To be sure, stare decisis is not an inexorable command. Chicago Bar Ass’n, 161 Ill. 2d at 510; Payne v. Tennessee, 501 U.S. 808, 842, 115 L. Ed. 2d 720, 746, 111 S. Ct. 2597, 2617 (1991) (Souter, J., concurring). However, we have consistently held that any departure from stare decisis must be specially justified (Chicago Bar Ass’n, 161 Ill. 2d at 510) and that prior decisions should not be overruled absent “good cause” (Moehle, 93 Ill. 2d at 304; Heimgaertner v. Benjamin Electric Manufacturing Co., 6 Ill. 2d 152, 166-67 (1955)) or “compelling reasons” (Moehle, 93 Ill. 2d at 304; People v. Robinson, 187 Ill. 2d 461, 463-64 (1999)). This court also has recognized that “it will not depart from precedent ‘merely because the court is of the opinion that it might decide otherwise were the question a new one.’ ” Robinson, 187 Ill. 2d at 463-64, quoting Maki v. Frelk, 40 Ill. 2d 193, 196-97 (1968). In sum, “when a rule of law has once been settled, contravening no statute or constitutional principle, such rule ought to be followed unless it can be shown that serious detriment is thereby likely to arise prejudicial to public interests.” Maki, 40 Ill. 2d at 196; see also Heidenreich v. Bremner, 260 Ill. 439, 450-51 (1913).

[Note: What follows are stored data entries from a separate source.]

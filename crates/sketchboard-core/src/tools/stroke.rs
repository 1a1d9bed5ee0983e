//! Pointer-drag to stroke capture.

use crate::entities::{EntityId, RgbaColor, Stroke};
use crate::store::EntityStore;
use kurbo::Point;

/// Capture state.
#[derive(Debug, Clone, Copy, PartialEq, Eq, Default)]
pub enum StrokeState {
    #[default]
    Idle,
    /// A stroke is being drawn; it is the last stroke in the store.
    Capturing { stroke: EntityId },
}

/// Turns pencil gestures into strokes.
///
/// The stroke lives in the store while it is captured so it can be painted
/// live. Thickness is given in screen pixels and divided by the current
/// scale on every sample.
#[derive(Debug, Clone, Default)]
pub struct StrokeEngine {
    state: StrokeState,
}

impl StrokeEngine {
    pub fn new() -> Self {
        Self::default()
    }

    pub fn state(&self) -> StrokeState {
        self.state
    }

    pub fn is_capturing(&self) -> bool {
        matches!(self.state, StrokeState::Capturing { .. })
    }

    /// Start a stroke at `point` (world space).
    pub fn begin(
        &mut self,
        store: &mut EntityStore,
        point: Point,
        thickness_px: f64,
        scale: f64,
        color: RgbaColor,
    ) -> EntityId {
        let id = store.add_stroke(Stroke::new(point, thickness_px / scale, color));
        self.state = StrokeState::Capturing { stroke: id };
        log::debug!("stroke begun at ({:.1}, {:.1})", point.x, point.y);
        id
    }

    /// Append a sample. Returns false when idle or the stroke has vanished.
    pub fn extend(
        &mut self,
        store: &mut EntityStore,
        point: Point,
        thickness_px: f64,
        scale: f64,
    ) -> bool {
        let StrokeState::Capturing { stroke } = self.state else {
            return false;
        };
        match store.last_stroke_mut() {
            Some(last) if last.id() == stroke => {
                last.push_point(point);
                last.thickness = thickness_px / scale;
                true
            }
            _ => {
                log::warn!("captured stroke {} is no longer in the store", stroke);
                self.state = StrokeState::Idle;
                false
            }
        }
    }

    /// Freeze the stroke. Returns its id when a capture was in progress;
    /// that is the history commit point.
    pub fn finish(&mut self) -> Option<EntityId> {
        let StrokeState::Capturing { stroke } = std::mem::take(&mut self.state) else {
            return None;
        };
        log::debug!("stroke {} committed", stroke);
        Some(stroke)
    }
}
//! Authoritative entity collections for a canvas session.

use crate::entities::{
    BoxEntity, EditableEntity, EntityId, EntityRef, NoteEntity, ResponseCard, Stroke, TextEntity,
};
use crate::history::HistorySnapshot;
use kurbo::Point;
use serde::{Deserialize, Serialize};

/// Owns strokes, text boxes, notes and response cards.
///
/// Collections are kept in creation order, which is also paint order
/// (strokes, then text, then notes, then cards on top).
#[derive(Debug, Clone, Default, PartialEq, Serialize, Deserialize)]
pub struct EntityStore {
    strokes: Vec<Stroke>,
    texts: Vec<TextEntity>,
    notes: Vec<NoteEntity>,
    cards: Vec<ResponseCard>,
}

impl EntityStore {
    /// Create an empty store.
    pub fn new() -> Self {
        Self::default()
    }

    pub fn strokes(&self) -> &[Stroke] {
        &self.strokes
    }

    pub fn texts(&self) -> &[TextEntity] {
        &self.texts
    }

    pub fn notes(&self) -> &[NoteEntity] {
        &self.notes
    }

    pub fn cards(&self) -> &[ResponseCard] {
        &self.cards
    }

    /// Check if all four collections are empty.
    pub fn is_empty(&self) -> bool {
        self.strokes.is_empty()
            && self.texts.is_empty()
            && self.notes.is_empty()
            && self.cards.is_empty()
    }

    /// Total number of entities.
    pub fn len(&self) -> usize {
        self.strokes.len() + self.texts.len() + self.notes.len() + self.cards.len()
    }

    /// Remove everything.
    pub fn clear(&mut self) {
        self.strokes.clear();
        self.texts.clear();
        self.notes.clear();
        self.cards.clear();
    }

    // --- strokes ---

    pub fn add_stroke(&mut self, stroke: Stroke) -> EntityId {
        let id = stroke.id();
        self.strokes.push(stroke);
        id
    }

    /// The most recently added stroke.
    pub fn last_stroke_mut(&mut self) -> Option<&mut Stroke> {
        self.strokes.last_mut()
    }

    pub fn stroke(&self, id: EntityId) -> Option<&Stroke> {
        self.strokes.iter().find(|s| s.id() == id)
    }

    /// Remove the stroke at `index` (eraser semantics are index based).
    pub fn remove_stroke_at(&mut self, index: usize) -> Option<Stroke> {
        if index < self.strokes.len() {
            Some(self.strokes.remove(index))
        } else {
            None
        }
    }

    // --- boxes ---

    pub fn add_text(&mut self, text: TextEntity) -> EntityRef {
        let id = text.id();
        self.texts.push(text);
        EntityRef::Text(id)
    }

    pub fn add_note(&mut self, note: NoteEntity) -> EntityRef {
        let id = note.id();
        self.notes.push(note);
        EntityRef::Note(id)
    }

    pub fn add_card(&mut self, card: ResponseCard) -> EntityRef {
        let id = card.id();
        self.cards.push(card);
        EntityRef::Card(id)
    }

    pub fn text(&self, id: EntityId) -> Option<&TextEntity> {
        self.texts.iter().find(|t| t.id() == id)
    }

    pub fn text_mut(&mut self, id: EntityId) -> Option<&mut TextEntity> {
        self.texts.iter_mut().find(|t| t.id() == id)
    }

    pub fn note(&self, id: EntityId) -> Option<&NoteEntity> {
        self.notes.iter().find(|n| n.id() == id)
    }

    pub fn note_mut(&mut self, id: EntityId) -> Option<&mut NoteEntity> {
        self.notes.iter_mut().find(|n| n.id() == id)
    }

    pub fn card(&self, id: EntityId) -> Option<&ResponseCard> {
        self.cards.iter().find(|c| c.id() == id)
    }

    pub fn card_mut(&mut self, id: EntityId) -> Option<&mut ResponseCard> {
        self.cards.iter_mut().find(|c| c.id() == id)
    }

    /// Check whether a referenced entity still exists.
    pub fn contains(&self, entity: EntityRef) -> bool {
        self.get_box(entity).is_some()
    }

    /// Look up any box entity by reference.
    pub fn get_box(&self, entity: EntityRef) -> Option<&dyn BoxEntity> {
        match entity {
            EntityRef::Text(id) => self.text(id).map(|t| t as &dyn BoxEntity),
            EntityRef::Note(id) => self.note(id).map(|n| n as &dyn BoxEntity),
            EntityRef::Card(id) => self.card(id).map(|c| c as &dyn BoxEntity),
        }
    }

    pub fn get_box_mut(&mut self, entity: EntityRef) -> Option<&mut dyn BoxEntity> {
        match entity {
            EntityRef::Text(id) => self.text_mut(id).map(|t| t as &mut dyn BoxEntity),
            EntityRef::Note(id) => self.note_mut(id).map(|n| n as &mut dyn BoxEntity),
            EntityRef::Card(id) => self.card_mut(id).map(|c| c as &mut dyn BoxEntity),
        }
    }

    /// Look up a text or note for editing. Cards are not editable.
    pub fn editable(&self, entity: EntityRef) -> Option<&dyn EditableEntity> {
        match entity {
            EntityRef::Text(id) => self.text(id).map(|t| t as &dyn EditableEntity),
            EntityRef::Note(id) => self.note(id).map(|n| n as &dyn EditableEntity),
            EntityRef::Card(_) => None,
        }
    }

    pub fn editable_mut(&mut self, entity: EntityRef) -> Option<&mut dyn EditableEntity> {
        match entity {
            EntityRef::Text(id) => self.text_mut(id).map(|t| t as &mut dyn EditableEntity),
            EntityRef::Note(id) => self.note_mut(id).map(|n| n as &mut dyn EditableEntity),
            EntityRef::Card(_) => None,
        }
    }

    /// Remove a box entity. Returns false if it no longer exists.
    pub fn remove(&mut self, entity: EntityRef) -> bool {
        let id = entity.id();
        match entity {
            EntityRef::Text(_) => remove_by_id(&mut self.texts, id),
            EntityRef::Note(_) => remove_by_id(&mut self.notes, id),
            EntityRef::Card(_) => remove_by_id(&mut self.cards, id),
        }
    }

    /// Topmost box entity under a world point.
    ///
    /// Cards paint above notes, notes above text; within a collection the
    /// newest entity wins.
    pub fn box_at(&self, point: Point) -> Option<EntityRef> {
        if let Some(card) = self.cards.iter().rev().find(|c| c.hit_test(point)) {
            return Some(EntityRef::Card(card.id()));
        }
        if let Some(note) = self.notes.iter().rev().find(|n| n.hit_test(point)) {
            return Some(EntityRef::Note(note.id()));
        }
        self.texts
            .iter()
            .rev()
            .find(|t| t.hit_test(point))
            .map(|t| EntityRef::Text(t.id()))
    }

    /// Topmost card whose resize handle contains `point`.
    pub fn card_handle_at(&self, point: Point, handle: f64) -> Option<EntityId> {
        self.cards
            .iter()
            .rev()
            .find(|c| c.hit_resize_handle(point, handle))
            .map(|c| c.id())
    }

    /// The entity currently in edit mode, if any.
    pub fn editing(&self) -> Option<EntityRef> {
        self.texts
            .iter()
            .find(|t| t.is_editing)
            .map(|t| EntityRef::Text(t.id()))
            .or_else(|| {
                self.notes
                    .iter()
                    .find(|n| n.is_editing)
                    .map(|n| EntityRef::Note(n.id()))
            })
    }

    /// Deep copy of all four collections.
    ///
    /// Edit and resize flags belong to the live session and are cleared on
    /// the copies, so restoring a snapshot never revives an open gesture.
    pub fn snapshot(&self) -> HistorySnapshot {
        let mut snapshot = HistorySnapshot {
            strokes: self.strokes.clone(),
            texts: self.texts.clone(),
            notes: self.notes.clone(),
            cards: self.cards.clone(),
        };
        for text in &mut snapshot.texts {
            text.is_editing = false;
        }
        for note in &mut snapshot.notes {
            note.is_editing = false;
        }
        for card in &mut snapshot.cards {
            card.is_resizing = false;
        }
        snapshot
    }

    /// Replace all collections with a snapshot's contents.
    pub fn restore(&mut self, snapshot: &HistorySnapshot) {
        self.strokes = snapshot.strokes.clone();
        self.texts = snapshot.texts.clone();
        self.notes = snapshot.notes.clone();
        self.cards = snapshot.cards.clone();
    }
}

fn remove_by_id<T: BoxEntity>(items: &mut Vec<T>, id: EntityId) -> bool {
    let before = items.len();
    items.retain(|item| item.id() != id);
    items.len() != before
}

In Dralle, as in the case at bar, the question was whether the parents of a child born with maladies that included brain damage could recover for loss of their child’s society and companionship. According to the complaint in Dralle, the child’s injuries were caused, in part, by the mother’s use during pregnancy of the prescription drug Bendectin.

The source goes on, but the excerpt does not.